I WOULD rather tell the truth and lose an election than win one based on falsehoods, UPND president Hakainde Hichilema has said.
Mr Hichilema said the consequences of telling lies to win an election have cost the country as evidenced in Zambia.
“As a true believer in God, one thing I will not do is attempting to win an election based on falsehoods. I would rather tell the truth and lose an election than win one on falsehoods. My integrity and peace of mind are very important to me,” he said. “The consequences of telling lies and winning using underhand methods are what we are seeing now under the PF government where people are even more depressed because they were told lies just for the vote.”
Mr. Hichilema was speaking in Eastern Province recently when a group of farmers complained to him about PF government’s poor agriculture policies and late payments to farmers who have supplied maize to the Food Reserve Agency.
He said it was sad that farmers in Eastern Province had resorted to smuggling their maize into Mozambique because their own government could not assist them in opening up markets.

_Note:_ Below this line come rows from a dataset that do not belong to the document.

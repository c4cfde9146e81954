//! Registry client tests against canned local HTTP servers

use std::net::SocketAddr;
use std::sync::Arc;
use std::sync::atomic::{AtomicBool, Ordering};
use std::time::Duration;

use gemini_agent::{Error, PropertySchema, RegistryClient, Tool, ToolDefinition, ToolRoute};
use serde_json::json;
use tokio::io::{AsyncReadExt, AsyncWriteExt};
use tokio::net::{TcpListener, TcpStream};
use tokio::task::JoinHandle;

/// Serve one canned response per expected connection, returning the captured
/// requests once all of them have been handled.
async fn serve_responses(responses: Vec<String>) -> (SocketAddr, JoinHandle<Vec<String>>) {
    let listener = TcpListener::bind("127.0.0.1:0")
        .await
        .expect("bind local test server");
    let addr = listener.local_addr().expect("local addr");

    let handle = tokio::spawn(async move {
        let mut requests = Vec::new();
        for response in responses {
            let (mut socket, _) = listener.accept().await.expect("accept connection");
            requests.push(read_request(&mut socket).await);
            socket
                .write_all(response.as_bytes())
                .await
                .expect("write response");
            socket.shutdown().await.ok();
        }
        requests
    });

    (addr, handle)
}

/// Read one HTTP/1.1 request (headers plus declared body) off the socket
async fn read_request(socket: &mut TcpStream) -> String {
    let mut buf = Vec::new();
    let mut chunk = [0u8; 1024];
    loop {
        let n = socket.read(&mut chunk).await.expect("read request");
        if n == 0 {
            break;
        }
        buf.extend_from_slice(&chunk[..n]);
        if let Some(header_end) = buf.windows(4).position(|w| w == b"\r\n\r\n") {
            let body_start = header_end + 4;
            let headers = String::from_utf8_lossy(&buf[..header_end]).to_string();
            if buf.len() >= body_start + content_length(&headers) {
                break;
            }
        }
    }
    String::from_utf8_lossy(&buf).to_string()
}

fn content_length(headers: &str) -> usize {
    headers
        .lines()
        .find_map(|line| {
            let (name, value) = line.split_once(':')?;
            if name.eq_ignore_ascii_case("content-length") {
                value.trim().parse().ok()
            } else {
                None
            }
        })
        .unwrap_or(0)
}

fn json_response(body: &str) -> String {
    format!(
        "HTTP/1.1 200 OK\r\nContent-Type: application/json\r\nContent-Length: {}\r\nConnection: close\r\n\r\n{}",
        body.len(),
        body
    )
}

fn time_tool() -> Tool {
    Tool::new(
        ToolDefinition::builder("get_utc_now", "Returns the current UTC time.")
            .build()
            .unwrap(),
        ToolRoute::get("http://localhost:5120/api/time/now"),
    )
}

fn trades_tool() -> Tool {
    Tool::new(
        ToolDefinition::builder("trades", "Returns synthetic trades.")
            .required_property("from", PropertySchema::string())
            .build()
            .unwrap(),
        ToolRoute::get("http://localhost:5250/api/trades").with_api_key(),
    )
}

#[tokio::test]
async fn test_register_puts_tool_json_under_its_name() {
    let (addr, server) = serve_responses(vec![json_response("{}")]).await;
    let registry = RegistryClient::new(format!("http://{}", addr)).unwrap();

    registry.register(&time_tool()).await.unwrap();

    let requests = server.await.unwrap();
    let request = &requests[0];
    assert!(request.starts_with("PUT /tools/get_utc_now HTTP/1.1"));

    let body = request
        .split("\r\n\r\n")
        .nth(1)
        .expect("request should have a body");
    let sent: Tool = serde_json::from_str(body).expect("body should be a tool");
    assert_eq!(sent, time_tool());
}

#[tokio::test]
async fn test_list_round_trips_tools() {
    let tools = vec![time_tool(), trades_tool()];
    let body = serde_json::to_string(&tools).unwrap();
    let (addr, server) = serve_responses(vec![json_response(&body)]).await;
    let registry = RegistryClient::new(format!("http://{}", addr)).unwrap();

    let listed = registry.list().await.unwrap();
    assert_eq!(listed, tools);

    let requests = server.await.unwrap();
    assert!(requests[0].starts_with("GET /tools HTTP/1.1"));
}

#[tokio::test]
async fn test_get_round_trips_one_tool() {
    let tool = trades_tool();
    let body = serde_json::to_string(&tool).unwrap();
    let (addr, server) = serve_responses(vec![json_response(&body)]).await;
    let registry = RegistryClient::new(format!("http://{}", addr)).unwrap();

    let fetched = registry.get("trades").await.unwrap();
    assert_eq!(fetched, Some(tool));

    let requests = server.await.unwrap();
    assert!(requests[0].starts_with("GET /tools/trades HTTP/1.1"));
}

#[tokio::test]
async fn test_get_unknown_tool_is_none() {
    let response =
        "HTTP/1.1 404 Not Found\r\nContent-Length: 0\r\nConnection: close\r\n\r\n".to_string();
    let (addr, _server) = serve_responses(vec![response]).await;
    let registry = RegistryClient::new(format!("http://{}", addr)).unwrap();

    let fetched = registry.get("gone").await.unwrap();
    assert_eq!(fetched, None);
}

#[tokio::test]
async fn test_error_status_surfaces_api_error() {
    let response = "HTTP/1.1 503 Service Unavailable\r\nContent-Type: text/plain\r\nContent-Length: 13\r\nConnection: close\r\n\r\nregistry down"
        .to_string();
    let (addr, _server) = serve_responses(vec![response]).await;
    let registry = RegistryClient::new(format!("http://{}", addr)).unwrap();

    let err = registry
        .register(&time_tool())
        .await
        .expect_err("a 503 should fail the registration");
    match err {
        Error::Api { status, body } => {
            assert_eq!(status, 503);
            assert_eq!(body, "registry down");
        }
        other => panic!("expected an API error, got {:?}", other),
    }
}

#[tokio::test]
async fn test_advertise_registers_on_an_interval_until_stopped() {
    let (addr, server) = serve_responses(vec![json_response("{}"), json_response("{}")]).await;
    let registry = RegistryClient::new(format!("http://{}", addr)).unwrap();

    let stop = Arc::new(AtomicBool::new(false));
    let advertiser = {
        let registry = registry.clone();
        let stop = stop.clone();
        let tools = vec![time_tool()];
        tokio::spawn(async move {
            registry
                .advertise(&tools, Duration::from_millis(25), stop)
                .await;
        })
    };

    // Two rounds reach the server, then it goes away; the loop keeps going
    // (logging failures) until the flag stops it
    let requests = server.await.unwrap();
    assert_eq!(requests.len(), 2);
    for request in &requests {
        assert!(request.starts_with("PUT /tools/get_utc_now HTTP/1.1"));
    }

    stop.store(true, Ordering::SeqCst);
    tokio::time::timeout(Duration::from_secs(5), advertiser)
        .await
        .expect("advertise should exit after the flag is set")
        .expect("advertise task should not panic");
}

#[tokio::test]
async fn test_unreachable_registry_is_http_error() {
    // Port 9 (discard) is never listening
    let registry = RegistryClient::new("http://localhost:9").unwrap();

    let err = registry.list().await.expect_err("nothing is listening");
    assert!(matches!(err, Error::Http(_)));
}

#[tokio::test]
async fn test_json_shape_matches_the_wire_contract() {
    let value = serde_json::to_value(trades_tool()).unwrap();

    assert_eq!(value["definition"]["name"], json!("trades"));
    assert_eq!(value["route"]["method"], json!("GET"));
    assert_eq!(value["route"]["requiresApiKey"], json!(true));
    assert_eq!(
        value["definition"]["parameters"]["properties"]["from"]["type"],
        json!("string")
    );
    assert_eq!(value["definition"]["parameters"]["required"], json!(["from"]));
}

The UPND leader took advantage of the meeting to present the UPND manifesto which he said was anchored on four pillars which included prudent economic management, agriculture and food security, education, and health.
“The PF is only boasting of building roads when that is the responsibility of any government. But all these roads are MMD roads. What PF is doing is akin to a builder that boasts of building a house that he had no input into. PF has no new programmes. Those road contracts are only good for the PF corrupt clique that is benefiting at the expense of the people of Zambia and our future generations who will pay back the loans being used to build these roads,” Mr Hichilema said.
Mr. Hichilema said the UPND would rather borrow for productive sectors such as agriculture and manufacturing. He wondered how Zambia could be importing brake-pads when young men at Chilenje market could bond brake-pads for cars.
He said money generated from productive sectors could be used to build, rehabilitate, and maintain roads without any danger of the country accruing more debt.
“I am always distressed and actually feel depressed when I hear that farmers or indeed any workers have not been paid their dues on time when they have worked for it. Farming is hard work and I think hard work must be rewarded and not punished”, Mr. Hichilema said.